I don’t call people unhoused.
it’s not a home if they can crush
all your shit with a backhoe in
under an hour.

home-less.
it means deprived.
we won’t listen long enough to hear
how much we take from them with
our indifference.

fuck being politically correct.
even an ex-cop and a displaced wood
sprite know
love can be revolutionary
the moment we stop calculating
and just
listen,
instead of inventing new ways
to name injustice.

homeless.
homeless.
homeless.

say it with me.
call it what it is.
we stole every inch beneath our feet.
all of us are homeless, but only some of
us have to live on the streets to prove it.
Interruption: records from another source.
use log::debug;

use super::state::ForceGraphState;
use super::types::NodeMotion;

/// Extra reach when grabbing a node.
pub const DRAG_TOLERANCE: f64 = 5.0;
/// Extra reach when hovering a node.
pub const HOVER_TOLERANCE: f64 = 0.0;

impl ForceGraphState {
	/// Nearest node whose hit circle, grown by `tolerance`, contains the point.
	pub fn node_at_position(&self, x: f64, y: f64, tolerance: f64) -> Option<usize> {
		self.nodes
			.iter()
			.enumerate()
			.filter_map(|(idx, node)| {
				let distance = (node.x - x).hypot(node.y - y);
				(distance < node.hit_radius() + tolerance).then_some((idx, distance))
			})
			.min_by(|a, b| a.1.total_cmp(&b.1))
			.map(|(idx, _)| idx)
	}

	/// Start dragging the node under the pointer, if any.
	pub fn pointer_down(&mut self, x: f64, y: f64) -> bool {
		let Some(idx) = self.node_at_position(x, y, DRAG_TOLERANCE) else {
			return false;
		};
		let node = &mut self.nodes[idx];
		node.motion = NodeMotion::Pinned;
		node.vx = 0.0;
		node.vy = 0.0;
		self.drag.node_idx = Some(idx);
		debug!("drag start: {}", node.id);
		true
	}

	/// Move the drag target to the pointer, or update hover when idle.
	pub fn pointer_move(&mut self, x: f64, y: f64) {
		match self.drag.node_idx {
			Some(idx) => {
				if let Some(node) = self.nodes.get_mut(idx) {
					node.x = x;
					node.y = y;
				}
			}
			None => {
				let hovered = self.node_at_position(x, y, HOVER_TOLERANCE);
				self.set_hover(hovered);
			}
		}
	}

	/// Hand the drag target back to physics.
	pub fn pointer_up(&mut self) {
		if let Some(idx) = self.drag.node_idx.take() {
			if let Some(node) = self.nodes.get_mut(idx) {
				node.motion = NodeMotion::Free;
				debug!("drag end: {}", node.id);
			}
		}
	}

	/// Pointer left the canvas: release any drag and drop hover.
	pub fn pointer_leave(&mut self) {
		self.pointer_up();
		self.set_hover(None);
	}

	pub fn is_dragging(&self) -> bool {
		self.drag.active()
	}

	/// CSS cursor for the current pointer state.
	pub fn cursor(&self) -> &'static str {
		if self.is_dragging() {
			"grabbing"
		} else if self.has_active_highlight() {
			"pointer"
		} else {
			"default"
		}
	}
}

#[cfg(test)]
mod tests {
	use super::*;
	use crate::analysis::{RankedGraph, RankedNode};
	use crate::dataset::{GraphLink, Topic};

	fn ranked(id: &str, x: f64, y: f64, normalized_rank: f64) -> RankedNode {
		RankedNode {
			id: id.into(),
			name: id.into(),
			topic: Topic::Education,
			subscribers: 0,
			position: Some((x, y)),
			mass: 2.0,
			rank: normalized_rank,
			normalized_rank,
		}
	}

	fn state() -> ForceGraphState {
		let graph = RankedGraph {
			nodes: vec![
				ranked("a", 200.0, 200.0, 1.0),
				ranked("b", 260.0, 200.0, 0.0),
				ranked("c", 600.0, 400.0, 0.5),
			],
			links: vec![GraphLink {
				source: "a".into(),
				target: "b".into(),
			}],
		};
		ForceGraphState::new(&graph, 800.0, 600.0, 0)
	}

	#[test]
	fn hit_radius_grows_with_rank() {
		let s = state();
		// a reaches 35 units, b only 15.
		assert_eq!(s.node_at_position(232.0, 200.0, HOVER_TOLERANCE), Some(0));
		assert_eq!(s.node_at_position(200.0, 240.0, HOVER_TOLERANCE), None);
		assert_eq!(s.node_at_position(200.0, 238.0, DRAG_TOLERANCE), Some(0));
		assert_eq!(s.node_at_position(260.0, 218.0, HOVER_TOLERANCE), None);
	}

	#[test]
	fn nearest_node_wins_overlapping_hits() {
		let s = state();
		assert_eq!(s.node_at_position(250.0, 200.0, HOVER_TOLERANCE), Some(1));
		assert_eq!(s.node_at_position(225.0, 200.0, HOVER_TOLERANCE), Some(0));
	}

	#[test]
	fn pointer_down_on_empty_space_does_nothing() {
		let mut s = state();
		assert!(!s.pointer_down(50.0, 550.0));
		assert!(!s.is_dragging());
		assert!(s.nodes.iter().all(|n| n.motion == NodeMotion::Free));
	}

	#[test]
	fn held_node_stays_exactly_under_the_pointer() {
		let mut s = state();
		assert!(s.pointer_down(600.0, 400.0));
		assert_eq!(s.nodes[2].motion, NodeMotion::Pinned);
		s.pointer_move(100.0, 100.0);
		for _ in 0..10 {
			s.tick(0.016);
			assert_eq!((s.nodes[2].x, s.nodes[2].y), (100.0, 100.0));
			assert_eq!((s.nodes[2].vx, s.nodes[2].vy), (0.0, 0.0));
		}

		s.pointer_up();
		assert!(!s.is_dragging());
		assert_eq!(s.nodes[2].motion, NodeMotion::Free);
		s.tick(0.016);
		assert!(s.nodes[2].speed() > 0.0);
		assert_ne!((s.nodes[2].x, s.nodes[2].y), (100.0, 100.0));
	}

	#[test]
	fn hover_only_updates_when_not_dragging() {
		let mut s = state();
		s.pointer_move(200.0, 200.0);
		assert_eq!(s.hover.node, Some(0));
		assert!(s.hover.neighbors.contains(&1));

		s.pointer_move(700.0, 100.0);
		assert_eq!(s.hover.node, None);

		s.pointer_down(600.0, 400.0);
		s.pointer_move(200.0, 200.0);
		assert_eq!(s.hover.node, None);
		assert_eq!((s.nodes[2].x, s.nodes[2].y), (200.0, 200.0));
	}

	#[test]
	fn hover_never_moves_nodes() {
		let mut s = state();
		let before: Vec<(f64, f64)> = s.nodes.iter().map(|n| (n.x, n.y)).collect();
		s.pointer_move(200.0, 200.0);
		let after: Vec<(f64, f64)> = s.nodes.iter().map(|n| (n.x, n.y)).collect();
		assert_eq!(before, after);
	}

	#[test]
	fn leaving_the_canvas_releases_everything() {
		let mut s = state();
		s.pointer_move(600.0, 400.0);
		s.pointer_down(600.0, 400.0);
		s.pointer_leave();
		assert!(!s.is_dragging());
		assert_eq!(s.hover.node, None);
		assert_eq!(s.nodes[2].motion, NodeMotion::Free);
	}

	#[test]
	fn cursor_returns_to_normal_once_the_drag_ends() {
		let mut s = state();
		assert_eq!(s.cursor(), "default");
		s.pointer_move(600.0, 400.0);
		assert_eq!(s.cursor(), "pointer");
		s.pointer_down(600.0, 400.0);
		assert_eq!(s.cursor(), "grabbing");
		s.pointer_up();
		assert_eq!(s.cursor(), "pointer");

		s.pointer_down(600.0, 400.0);
		s.pointer_leave();
		assert_eq!(s.cursor(), "default");
	}
}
it’s not a bureaucratic error in the math.
no one is coming to help them.

except, possibly, my ex-cop friend.
how am I supposed to feel about that?

later, I’ll watch him and his wife
make her a modest care package.

a hundred degrees in the shade.
call it what you want.
I call it bullshit.

a hundred degrees in the shade.

I call it homeless.
at my lowest, I’m already halfway there.
I understand so intimately, no one’s coming,
unless it’s us.

don’t cop out.
we all have a duty.
we all are capable of brutality.
the news is full of it, every day.

a hundred degrees in the shade.

I’ll be the first to admit I don’t
know fuck all,

but I know it’s not worth
lying about, either.

they aren’t looking for a more
humane title.

that’s not shelter.

a hundred degrees in the shade
means it’s even hotter everywhere else.